6 · Calibrate against the road
A demand model and a network model both contain assumptions. The only honest test is whether the resulting flows match the road as it actually performs.
The calibration loop
- Run the baseline for the reference period (typically a weekday AM/PM peak with school in session).
- For every link with an observed count, compute the modelled-vs-observed GEH statistic.
- Adjust assignment weights and discharge parameters on links and junctions where the model is most out of line, prioritising the network's high-flow corridors.
- Re-run, re-score, repeat until the proportion of calibrated links inside the GEH < 5 acceptance band hits the target.
- Lock the calibrated parameters into the scenario base; from then on, scenario edits are tested against this calibrated baseline.
The validation page documents the count sources, the acceptance thresholds and the calibration scorecard in full. See validation →.
7 · Record, replay, compare
Every run is recorded in full. The run log captures, for every simulated second, the position of every agent and the count + queue length on every link. Two outputs fall out of that log:
Per-link metrics
Aggregated to the time intervals a transport assessment cares about (hourly link flow, peak-hour journey time on key corridors, total vehicle-kilometres), and exportable as CSV.
The replay
The full second-by-second agent positions, replayable on the map. Scrub, pause, jump to a junction at a specific time. Two scenarios can be replayed side by side to see where the difference lives, not just whether the headline number moved.
Determinism
Every run takes a seed. The same seed against the same inputs produces the same run, bit for bit. That means a reviewer can re-run your scenario and see the same result you did — the foundation of an auditable forecast.
8 · What the model does not pretend to do
Urbanetric is a network-level tool — it answers questions about how a whole-city pattern changes under an intervention, not how an individual junction performs at the steering wheel. We are explicit about its scope so you can choose the right tool for each question:
- It does not simulate individual driver behaviour at the steering-wheel level (lane changes, gap acceptance, weaving). For that you want a microsimulation package (Aimsun, VISSIM, SUMO).
- It does not design signal timings. It can tell you whether retiming a junction has a network-wide effect, but you will want a signal-optimisation tool (LinSig, TRANSYT) to author the plan.

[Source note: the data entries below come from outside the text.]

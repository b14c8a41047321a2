//! Construction-time configuration.
//!
//! Options can be built in code or loaded from TOML:
//!
//! ```toml
//! policy = "serialized"
//!
//! [backend]
//! kind = "lmdb"
//! path = "/var/cache/myapp"
//! map_size_mb = 64
//!
//! [key]
//! kind = "digest"
//! ```

use std::path::{Path, PathBuf};

use serde::{Deserialize, Serialize};

use crate::error::ConfigError;
use crate::key::KeyStrategy;

/// Environment variable naming a TOML options file.
pub const CONFIG_ENV_VAR: &str = "KACHE_CONFIG";

/// Default LMDB map size in MiB.
pub const DEFAULT_MAP_SIZE_MB: usize = 64;

fn default_map_size_mb() -> usize {
    DEFAULT_MAP_SIZE_MB
}

/// Which storage backend a cached computation uses.
#[derive(Debug, Clone, PartialEq, Eq, Default, Serialize, Deserialize)]
#[serde(tag = "kind", rename_all = "kebab-case", deny_unknown_fields)]
pub enum BackendConfig {
    /// A map owned by the process, lost when the backend is dropped.
    #[default]
    InMemory,
    /// An LMDB environment opened and closed around every call.
    Lmdb {
        path: PathBuf,
        #[serde(default = "default_map_size_mb")]
        map_size_mb: usize,
    },
}

impl BackendConfig {
    pub fn lmdb(path: impl Into<PathBuf>) -> Self {
        Self::Lmdb {
            path: path.into(),
            map_size_mb: DEFAULT_MAP_SIZE_MB,
        }
    }
}

/// Serializable subset of [`KeyStrategy`]. Custom functions are code-only.
#[derive(Debug, Clone, PartialEq, Eq, Default, Serialize, Deserialize)]
#[serde(tag = "kind", rename_all = "kebab-case", deny_unknown_fields)]
pub enum KeyConfig {
    #[default]
    Canonical,
    Digest,
    Constant {
        #[serde(default)]
        value: String,
    },
}

impl KeyConfig {
    pub fn to_strategy(&self) -> KeyStrategy {
        match self {
            Self::Canonical => KeyStrategy::Canonical,
            Self::Digest => KeyStrategy::Digest,
            Self::Constant { value } => KeyStrategy::Constant(value.clone()),
        }
    }
}

/// Synchronization applied around one get-or-compute call.
#[derive(Debug, Clone, Copy, PartialEq, Eq, Default, Serialize, Deserialize)]
#[serde(rename_all = "kebab-case")]
pub enum CallPolicy {
    /// No locking. Concurrent misses on one key may each compute and write.
    #[default]
    Concurrent,
    /// One call at a time per cached computation, so a key is computed at
    /// most once within that handle. Re-entrant on the calling thread, so a
    /// computation may recurse through its own cache.
    Serialized,
}

/// All construction-time options of a cached computation.
#[derive(Debug, Clone, PartialEq, Eq, Default, Serialize, Deserialize)]
#[serde(deny_unknown_fields)]
pub struct CacheOptions {
    #[serde(default)]
    pub backend: BackendConfig,
    #[serde(default)]
    pub key: KeyConfig,
    #[serde(default)]
    pub policy: CallPolicy,
}

impl CacheOptions {
    pub fn new() -> Self {
        Self::default()
    }

    pub fn with_backend(mut self, backend: BackendConfig) -> Self {
        self.backend = backend;
        self
    }

    pub fn with_key(mut self, key: KeyConfig) -> Self {
        self.key = key;
        self
    }

    pub fn with_policy(mut self, policy: CallPolicy) -> Self {
        self.policy = policy;
        self
    }

    /// Load options from the file named by `KACHE_CONFIG`.
    pub fn from_env() -> Result<Self, ConfigError> {
        let path = std::env::var(CONFIG_ENV_VAR)
            .ok()
            .map(PathBuf::from)
            .ok_or(ConfigError::MissingConfigPath)?;
        Self::from_path(&path)
    }

    pub fn from_path(path: &Path) -> Result<Self, ConfigError> {
        let contents = std::fs::read_to_string(path)?;
        Self::from_toml_str(&contents)
    }

    pub fn from_toml_str(contents: &str) -> Result<Self, ConfigError> {
        let options: CacheOptions = toml::from_str(contents)?;
        options.validate()?;
        Ok(options)
    }

    pub fn validate(&self) -> Result<(), ConfigError> {
        if let BackendConfig::Lmdb { path, map_size_mb } = &self.backend {
            if path.as_os_str().is_empty() {
                return Err(ConfigError::InvalidValue {
                    field: "backend.path",
                    reason: "must not be empty".to_string(),
                });
            }
            if *map_size_mb == 0 {
                return Err(ConfigError::InvalidValue {
                    field: "backend.map_size_mb",
                    reason: "must be > 0".to_string(),
                });
            }
            if map_size_mb.checked_mul(1024 * 1024).is_none() {
                return Err(ConfigError::InvalidValue {
                    field: "backend.map_size_mb",
                    reason: format!("{map_size_mb} MiB does not fit in a byte count"),
                });
            }
        }
        Ok(())
    }
}
//! Multi-threaded use of one cached computation.

use std::sync::atomic::{AtomicUsize, Ordering};
use std::sync::{Arc, Barrier};
use std::thread;
use std::time::Duration;

use kache::{cache, CachedComputation, CallArgs, CallPolicy, MemoryBackend, Signature};

const THREADS: usize = 8;

fn slow_square(policy: CallPolicy, runs: Arc<AtomicUsize>) -> CachedComputation<i64> {
    cache("square", Signature::new().param("x"))
        .backend(Arc::new(MemoryBackend::new()))
        .policy(policy)
        .build(move |p| {
            runs.fetch_add(1, Ordering::SeqCst);
            thread::sleep(Duration::from_millis(20));
            Ok(p.get_as::<i64>("x")?.pow(2))
        })
        .expect("build should succeed")
}

fn call_from_threads(f: &Arc<CachedComputation<i64>>) -> Vec<i64> {
    let barrier = Arc::new(Barrier::new(THREADS));
    let handles: Vec<_> = (0..THREADS)
        .map(|_| {
            let f = f.clone();
            let barrier = barrier.clone();
            thread::spawn(move || {
                barrier.wait();
                f.call(&CallArgs::new().arg(7)).expect("call should succeed")
            })
        })
        .collect();
    handles
        .into_iter()
        .map(|h| h.join().expect("thread should not panic"))
        .collect()
}

#[test]
fn test_serialized_computes_once() {
    let runs = Arc::new(AtomicUsize::new(0));
    let f = Arc::new(slow_square(CallPolicy::Serialized, runs.clone()));

    let results = call_from_threads(&f);

    assert!(results.iter().all(|&r| r == 49));
    assert_eq!(runs.load(Ordering::SeqCst), 1);
    let stats = f.stats();
    assert_eq!(stats.computed, 1);
    assert_eq!(stats.cached, (THREADS - 1) as u64);
}

#[test]
fn test_concurrent_counts_every_call() {
    let runs = Arc::new(AtomicUsize::new(0));
    let f = Arc::new(slow_square(CallPolicy::Concurrent, runs.clone()));

    let results = call_from_threads(&f);

    assert!(results.iter().all(|&r| r == 49));
    // Duplicate misses are allowed, but every call is counted exactly once.
    let stats = f.stats();
    assert_eq!(stats.total(), THREADS as u64);
    assert!(stats.computed >= 1);
    assert_eq!(stats.computed as usize, runs.load(Ordering::SeqCst));
}
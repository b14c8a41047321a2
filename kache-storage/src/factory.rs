//! Backend selection from configuration.

use std::sync::Arc;

use kache_core::{BackendConfig, KacheResult};

use crate::lmdb_backend::LmdbBackend;
use crate::memory::MemoryBackend;
use crate::traits::StorageBackend;

/// Build the backend described by `config`.
///
/// An in-memory config yields a fresh, empty map. An LMDB config creates the
/// directory if needed but does not open the environment yet.
pub fn open_backend(config: &BackendConfig) -> KacheResult<Arc<dyn StorageBackend>> {
    match config {
        BackendConfig::InMemory => Ok(Arc::new(MemoryBackend::new())),
        BackendConfig::Lmdb { path, map_size_mb } => {
            let backend = LmdbBackend::new(path, *map_size_mb)?;
            Ok(Arc::new(backend))
        }
    }
}
use std::io;
use std::os::unix::io::RawFd;
use std::ptr::NonNull;

use framequeue_core::traits::BufferMemory;

/// 一段 mmap 到用户空间的驱动缓冲
///
/// Drop 时 munmap。区域只读映射，生命周期由 BufferPool 管理。
#[derive(Debug)]
pub struct MmapRegion {
    ptr: NonNull<u8>,
    len: usize,
}

// SAFETY: 映射区域不与任何线程局部状态绑定，读写同步由 BufferPool 的状态机保证
unsafe impl Send for MmapRegion {}

impl MmapRegion {
    /// 映射 QUERYBUF 给出的 (offset, length)
    pub(crate) fn map(fd: RawFd, offset: u32, len: u32) -> io::Result<Self> {
        if len == 0 {
            return Err(io::Error::new(
                io::ErrorKind::InvalidData,
                "driver reported zero-length buffer",
            ));
        }

        // SAFETY: 参数来自 VIDIOC_QUERYBUF，失败时返回 MAP_FAILED
        let ptr = unsafe {
            libc::mmap(
                std::ptr::null_mut(),
                len as usize,
                libc::PROT_READ | libc::PROT_WRITE,
                libc::MAP_SHARED,
                fd,
                offset as libc::off_t,
            )
        };

        if ptr == libc::MAP_FAILED {
            return Err(io::Error::last_os_error());
        }

        let ptr = NonNull::new(ptr as *mut u8)
            .ok_or_else(|| io::Error::other("mmap returned null"))?;

        Ok(Self {
            ptr,
            len: len as usize,
        })
    }
}

impl BufferMemory for MmapRegion {
    fn as_slice(&self) -> &[u8] {
        // SAFETY: ptr/len 来自成功的 mmap，且在 Drop 之前一直有效
        unsafe { std::slice::from_raw_parts(self.ptr.as_ptr(), self.len) }
    }

    fn len(&self) -> usize {
        self.len
    }
}

impl Drop for MmapRegion {
    fn drop(&mut self) {
        // SAFETY: 与 map() 中的映射一一对应
        let ret = unsafe { libc::munmap(self.ptr.as_ptr() as *mut libc::c_void, self.len) };
        if ret != 0 {
            tracing::warn!(
                target: "framequeue::v4l2",
                "munmap failed: {}",
                io::Error::last_os_error()
            );
        }
    }
}
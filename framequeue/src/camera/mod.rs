pub mod backend;
mod worker;

use std::time::Duration;

use anyhow::{anyhow, Context, Result};
use crossbeam_channel::{bounded, Receiver, Sender};

use framequeue_core::builder::CaptureConfig;
use framequeue_core::pixel_format::{FourCC, PixelFormat};
use framequeue_core::stats::CaptureStats;
use framequeue_core::traits::Driver;

use crate::internal::runtime;
use worker::{Command, Response, Settings};

/// 拷贝出来的一帧，不再借用驱动缓冲
#[derive(Debug, Clone, PartialEq, Eq)]
pub struct OwnedFrame {
    pub data: Vec<u8>,
    pub width: u32,
    pub height: u32,
    pub stride: usize,
    pub format: PixelFormat,
    pub sequence: u32,
    pub timestamp: Duration,
    pub payload_offset: Option<u32>,
}

impl OwnedFrame {
    /// 压缩容器的主 payload；非压缩格式即整帧
    pub fn payload(&self) -> &[u8] {
        let offset = self.payload_offset.unwrap_or(0) as usize;
        self.data.get(offset..).unwrap_or(&[])
    }
}

/// 启动成功后协商出的参数
#[derive(Debug, Clone, PartialEq, Eq)]
pub struct CameraInfo {
    pub id: String,
    pub name: String,
    pub driver: String,
    pub width: u32,
    pub height: u32,
    pub format: PixelFormat,
    pub stride: usize,
    pub buffer_count: usize,
}

/// 当前采集循环的统计，以及 Worker 执行过的完整复位次数
#[derive(Debug, Clone, Default, PartialEq, Eq)]
pub struct CameraStats {
    pub capture: CaptureStats,
    pub pipeline_resets: u32,
}

/// `Camera` 的打开参数
#[derive(Debug, Clone)]
pub struct CameraOptions {
    pub width: u32,
    pub height: u32,
    pub format: PixelFormat,
    pub config: CaptureConfig,
    /// 连续完整复位的上限，0 表示设备错误直接上报
    pub max_resets: u32,
}

impl Default for CameraOptions {
    fn default() -> Self {
        Self {
            width: 640,
            height: 480,
            format: FourCC::YUYV.into(),
            config: CaptureConfig::default(),
            max_resets: 3,
        }
    }
}

impl CameraOptions {
    pub fn new() -> Self {
        Self::default()
    }

    pub fn resolution(mut self, width: u32, height: u32) -> Self {
        self.width = width;
        self.height = height;
        self
    }

    pub fn format(mut self, format: impl Into<PixelFormat>) -> Self {
        self.format = format.into();
        self
    }

    pub fn config(mut self, config: CaptureConfig) -> Self {
        self.config = config;
        self
    }

    pub fn max_resets(mut self, max: u32) -> Self {
        self.max_resets = max;
        self
    }
}

/// 阻塞式的采集相机
///
/// 采集循环跑在后台 Worker 上，`read()` 返回拷贝好的帧；
/// 设备出错时 Worker 自动复位整条管线，调用方无感知。
#[derive(Debug)]
pub struct Camera {
    // 发送指令的通道
    cmd_tx: Sender<Command>,
    // 接收数据的通道
    res_rx: Receiver<Response>,
    info: CameraInfo,
    is_opened: bool,
}

impl Camera {
    /// 以默认参数打开第 `index` 个采集设备
    #[cfg(all(feature = "linux-v4l2", target_os = "linux"))]
    pub fn new(index: usize) -> Result<Self> {
        let driver = backend::create_driver();

        let devices = driver
            .list_devices()
            .map_err(|e| anyhow!("Failed to list devices: {}", e))?;

        let device_id = devices
            .get(index)
            .ok_or_else(|| anyhow!("Camera index {} out of range", index))?
            .id
            .clone();

        Self::open(driver, &device_id, CameraOptions::default())
    }

    /// 用指定驱动打开设备 `id` 并开始采集
    ///
    /// 返回时首帧已就绪；打开、协商、分配或首帧等待失败都会在这里报告。
    pub fn open<Drv>(driver: Drv, id: &str, options: CameraOptions) -> Result<Self>
    where
        Drv: Driver + 'static,
    {
        let settings = Settings {
            id: id.to_string(),
            width: options.width,
            height: options.height,
            format: options.format,
            config: options.config,
            max_resets: options.max_resets,
        };

        // 容量为 1，保证背压
        let (cmd_tx, cmd_rx) = bounded::<Command>(1);
        let (res_tx, res_rx) = bounded::<Response>(1);

        let rt = runtime::get_runtime().context("Failed to create background runtime")?;
        rt.spawn_blocking(move || worker::run(driver, settings, cmd_rx, res_tx));

        let response = res_rx
            .recv()
            .map_err(|_| anyhow!("Capture worker exited during open"))?;

        match response {
            Response::Opened(info) => {
                tracing::info!(
                    "Camera {} streaming {}x{} @ {}",
                    info.id,
                    info.width,
                    info.height,
                    info.format
                );
                Ok(Self {
                    cmd_tx,
                    res_rx,
                    info,
                    is_opened: true,
                })
            }
            Response::Error(e) => {
                Err(anyhow::Error::new(e).context(format!("Failed to open camera {}", id)))
            }
            other => Err(anyhow!("Unexpected worker response: {:?}", other)),
        }
    }

    fn request(&mut self, cmd: Command) -> Result<Response> {
        if !self.is_opened {
            return Err(anyhow!("Camera is closed"));
        }

        if self.cmd_tx.send(cmd).is_err() {
            self.is_opened = false;
            return Err(anyhow!("Capture worker is dead"));
        }

        match self.res_rx.recv() {
            Ok(Response::Error(e)) => Err(anyhow::Error::new(e)),
            Ok(response) => Ok(response),
            Err(_) => {
                self.is_opened = false;
                Err(anyhow!("Capture worker exited, device could not be recovered"))
            }
        }
    }

    /// 读取下一帧
    ///
    /// 超时、缓冲耗尽等错误以 `CaptureError` 返回 (可 downcast)，相机仍可继续使用。
    pub fn read(&mut self) -> Result<OwnedFrame> {
        match self.request(Command::Read)? {
            Response::Frame(frame) => Ok(frame),
            other => Err(anyhow!("Unexpected worker response: {:?}", other)),
        }
    }

    pub fn pause(&mut self) -> Result<()> {
        match self.request(Command::Pause)? {
            Response::Done => Ok(()),
            other => Err(anyhow!("Unexpected worker response: {:?}", other)),
        }
    }

    pub fn resume(&mut self) -> Result<()> {
        match self.request(Command::Resume)? {
            Response::Done => Ok(()),
            other => Err(anyhow!("Unexpected worker response: {:?}", other)),
        }
    }

    pub fn stats(&mut self) -> Result<CameraStats> {
        match self.request(Command::Stats)? {
            Response::Stats(stats) => Ok(stats),
            other => Err(anyhow!("Unexpected worker response: {:?}", other)),
        }
    }

    pub fn info(&self) -> &CameraInfo {
        &self.info
    }

    /// 检查相机是否仍可用
    pub fn is_opened(&self) -> bool {
        self.is_opened
    }

    /// 停止采集并等待 Worker 关闭设备，可重复调用
    pub fn close(&mut self) {
        if !self.is_opened {
            return;
        }
        self.is_opened = false;

        // 忽略错误 (Worker 可能已经退出)
        let _ = self.cmd_tx.send(Command::Stop);
        // Worker 退出时丢弃发送端，recv 随之返回 Err
        while self.res_rx.recv().is_ok() {}
        tracing::info!("Camera {} closed", self.info.id);
    }
}

// 析构函数：通知后台线程退出
impl Drop for Camera {
    fn drop(&mut self) {
        self.close();
    }
}
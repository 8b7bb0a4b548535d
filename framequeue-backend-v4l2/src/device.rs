use std::io;
use std::os::unix::io::RawFd;
use std::time::Duration;

use v4l::capability::Flags;
use v4l::format::fourcc::FourCC;
use v4l::video::Capture;

use framequeue_core::error::{CaptureError, Result};
use framequeue_core::pixel_format::PixelFormat;
use framequeue_core::traits::{AppliedFormat, Capabilities, CaptureDevice, DeviceInfo, Dequeued};

use crate::controls::VendorControls;
use crate::ioctl;
use crate::mmap::MmapRegion;
use crate::pixel_map;

/// 枚举系统中的采集设备
pub fn list_devices() -> Result<Vec<DeviceInfo>> {
    let mut devices = Vec::new();

    // 遍历 /dev/video* 节点
    for node in v4l::context::enum_devices() {
        let path = node.path().to_string_lossy().to_string();
        let dev = match v4l::Device::with_path(&path) {
            Ok(dev) => dev,
            Err(e) => {
                tracing::debug!(target: "framequeue::v4l2", "skip {}: {}", path, e);
                continue;
            }
        };

        // 过滤：忽略 Metadata 设备或 Output 设备
        if let Ok(info) = query_info(&dev, &path) {
            if info.capabilities.contains(Capabilities::VIDEO_CAPTURE) {
                devices.push(info);
            }
        }
    }

    Ok(devices)
}

fn query_info(dev: &v4l::Device, path: &str) -> io::Result<DeviceInfo> {
    let caps = dev.query_caps()?;

    let mut capabilities = Capabilities::empty();
    if caps.capabilities.contains(Flags::VIDEO_CAPTURE) {
        capabilities |= Capabilities::VIDEO_CAPTURE;
    }
    if caps.capabilities.contains(Flags::STREAMING) {
        capabilities |= Capabilities::STREAMING;
    }

    Ok(DeviceInfo {
        name: caps.card,
        id: path.to_string(),
        driver: caps.driver,
        bus_info: Some(caps.bus).filter(|b| !b.is_empty()),
        capabilities,
    })
}

/// 打开一个 V4L2 采集节点
pub(crate) fn open(id: &str, vendor: VendorControls) -> Result<V4l2Device> {
    let unavailable = |reason: String| CaptureError::DeviceUnavailable {
        id: id.to_string(),
        reason,
    };

    let dev = v4l::Device::with_path(id).map_err(|e| unavailable(e.to_string()))?;
    let info = query_info(&dev, id).map_err(|e| unavailable(format!("VIDIOC_QUERYCAP: {}", e)))?;

    if !info.capabilities.contains(Capabilities::VIDEO_CAPTURE) {
        return Err(unavailable("not a video capture node".to_string()));
    }
    if !info.capabilities.contains(Capabilities::STREAMING) {
        return Err(unavailable("device does not support streaming I/O".to_string()));
    }

    let fd = dev.handle().fd();
    Ok(V4l2Device {
        dev,
        fd,
        info,
        vendor,
        compressed: false,
    })
}

/// V4L2 设备，实现 `CaptureDevice`
///
/// 能力查询、格式协商、控制项走 v4l crate；缓冲队列走 `ioctl` 模块。
pub struct V4l2Device {
    dev: v4l::Device,
    fd: RawFd,
    info: DeviceInfo,
    vendor: VendorControls,
    /// 当前格式是否为压缩格式，决定出队后是否读取 JPEG 偏移
    compressed: bool,
}

impl std::fmt::Debug for V4l2Device {
    fn fmt(&self, f: &mut std::fmt::Formatter<'_>) -> std::fmt::Result {
        f.debug_struct("V4l2Device")
            .field("id", &self.info.id)
            .field("fd", &self.fd)
            .field("vendor", &self.vendor)
            .finish()
    }
}

impl V4l2Device {
    pub fn vendor(&self) -> &VendorControls {
        &self.vendor
    }

    /// 读取压缩帧中主 JPEG 的大小 (驱动私有控制项)
    pub fn jpeg_main_size(&self) -> io::Result<Option<u32>> {
        self.vendor.jpeg_size(&self.dev)
    }
}

impl CaptureDevice for V4l2Device {
    type Memory = MmapRegion;

    fn info(&self) -> &DeviceInfo {
        &self.info
    }

    fn supported_formats(&mut self) -> io::Result<Vec<PixelFormat>> {
        let descriptions = self.dev.enum_formats()?;
        Ok(descriptions
            .into_iter()
            .map(|d| pixel_map::from_v4l_fourcc(d.fourcc))
            .collect())
    }

    fn apply_format(
        &mut self,
        width: u32,
        height: u32,
        format: PixelFormat,
    ) -> io::Result<AppliedFormat> {
        let fourcc = pixel_map::to_v4l_fourcc(format).ok_or_else(|| {
            io::Error::new(io::ErrorKind::InvalidInput, "cannot request unknown format")
        })?;

        // 1. VIDIOC_G_FMT 取当前值，只改动三个字段
        let mut fmt = self.dev.format()?;
        fmt.width = width;
        fmt.height = height;
        fmt.fourcc = fourcc;

        // 2. VIDIOC_S_FMT
        let applied = self.dev.set_format(&fmt)?;
        let applied_format = pixel_map::from_v4l_fourcc(applied.fourcc);
        self.compressed = applied_format.is_compressed();

        tracing::debug!(
            target: "framequeue::v4l2",
            "S_FMT {}x{} {} -> {}x{} {} (stride {}, size {})",
            width,
            height,
            format,
            applied.width,
            applied.height,
            applied_format,
            applied.stride,
            applied.size
        );

        Ok(AppliedFormat {
            width: applied.width,
            height: applied.height,
            format: applied_format,
            bytes_per_line: applied.stride,
            size_image: applied.size,
        })
    }

    fn try_format(
        &mut self,
        width: u32,
        height: u32,
        format: PixelFormat,
    ) -> io::Result<AppliedFormat> {
        let fourcc = pixel_map::to_v4l_fourcc(format).ok_or_else(|| {
            io::Error::new(io::ErrorKind::InvalidInput, "cannot request unknown format")
        })?;

        let pix = match ioctl::try_fmt(self.fd, width, height, u32::from_le_bytes(fourcc.repr)) {
            Ok(pix) => pix,
            // TRY_FMT 是可选 ioctl，不支持时只能相信 ENUM_FMT 的结果
            Err(e) if e.raw_os_error() == Some(libc::ENOTTY) => {
                tracing::debug!(target: "framequeue::v4l2", "VIDIOC_TRY_FMT not implemented");
                return Ok(AppliedFormat {
                    width,
                    height,
                    format,
                    bytes_per_line: 0,
                    size_image: 0,
                });
            }
            Err(e) => return Err(e),
        };

        Ok(AppliedFormat {
            width: pix.width,
            height: pix.height,
            format: pixel_map::from_v4l_fourcc(FourCC::new(&pix.pixelformat.to_le_bytes())),
            bytes_per_line: pix.bytesperline,
            size_image: pix.sizeimage,
        })
    }

    fn request_buffers(&mut self, count: u32) -> io::Result<u32> {
        ioctl::reqbufs(self.fd, count)
    }

    fn map_buffer(&mut self, index: u32) -> io::Result<MmapRegion> {
        let (offset, length) = ioctl::querybuf(self.fd, index)?;
        tracing::debug!(
            target: "framequeue::v4l2",
            index,
            offset,
            length,
            "mapping buffer"
        );
        MmapRegion::map(self.fd, offset, length)
    }

    fn queue(&mut self, index: u32) -> io::Result<()> {
        ioctl::qbuf(self.fd, index)
    }

    fn dequeue(&mut self) -> io::Result<Dequeued> {
        let buf = ioctl::dqbuf(self.fd)?;

        let payload_offset = if self.compressed {
            match self.vendor.jpeg_offset(&self.dev) {
                Ok(offset) => offset,
                Err(e) => {
                    tracing::warn!(target: "framequeue::v4l2", "reading JPEG offset failed: {}", e);
                    None
                }
            }
        } else {
            None
        };

        Ok(Dequeued {
            index: buf.index,
            bytes_used: buf.bytesused,
            sequence: buf.sequence,
            timestamp: buf.timestamp(),
            payload_offset,
        })
    }

    fn wait_ready(&mut self, timeout: Duration) -> io::Result<bool> {
        ioctl::poll_readable(self.fd, timeout)
    }

    fn stream_on(&mut self) -> io::Result<()> {
        ioctl::streamon(self.fd)
    }

    fn stream_off(&mut self) -> io::Result<()> {
        ioctl::streamoff(self.fd)
    }

    fn set_paused(&mut self, paused: bool) -> io::Result<()> {
        self.vendor.set_paused(&self.dev, paused)
    }

    fn select_input(&mut self, index: u32) -> io::Result<()> {
        // 私有复位输入 (例如 1000) 不在 ENUMINPUT 列表中，只用于日志
        match ioctl::enuminput(self.fd, index) {
            Ok(name) => tracing::debug!(target: "framequeue::v4l2", index, "input: {}", name),
            Err(_) => tracing::debug!(target: "framequeue::v4l2", index, "input not enumerable"),
        }
        ioctl::s_input(self.fd, index)
    }
}
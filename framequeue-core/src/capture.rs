use std::fmt;
use std::time::Duration;

use crate::builder::{CaptureConfig, CaptureMode, SensorReset};
use crate::device::DeviceHandle;
use crate::error::{CaptureError, Result};
use crate::frame::{Frame, FrameDescriptor};
use crate::pool::{BufferPool, BufferState};
use crate::stats::CaptureStats;
use crate::traits::CaptureDevice;

/// 采集状态机
#[derive(Debug, Clone, Copy, PartialEq, Eq)]
pub enum LoopState {
    /// 无缓冲在队列中，未出流
    Idle,
    /// 已 STREAMON，缓冲在设备与消费者之间循环
    Streaming,
    /// 暂停出帧，缓冲归属不变
    Paused,
}

/// 驱动 enqueue → poll → dequeue → release 循环
///
/// 借用 [`DeviceHandle`] 直到结束，Drop 时自动 stop。
pub struct CaptureLoop<'h, D: CaptureDevice> {
    handle: &'h mut DeviceHandle<D>,
    state: LoopState,
    mode: CaptureMode,
    first_frame_timeout: Duration,
    frame_timeout: Duration,
    sensor_reset: Option<SensorReset>,
    stalls: u32,
    stats: CaptureStats,
}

- It does not model individual pedestrian movement or active-mode infrastructure dimensioning — cycle and pedestrian demand are tracked at a network level, not a kerb level.
- It does not replace ground-truthing for sensitive design decisions. The model is calibrated and reproducible; for a planning permission battle you may still want supplementary surveys.
What it does do is answer the strategic-level question every scheme has to answer: at a whole-city level, does this change help or hurt, and where does the queue end up instead?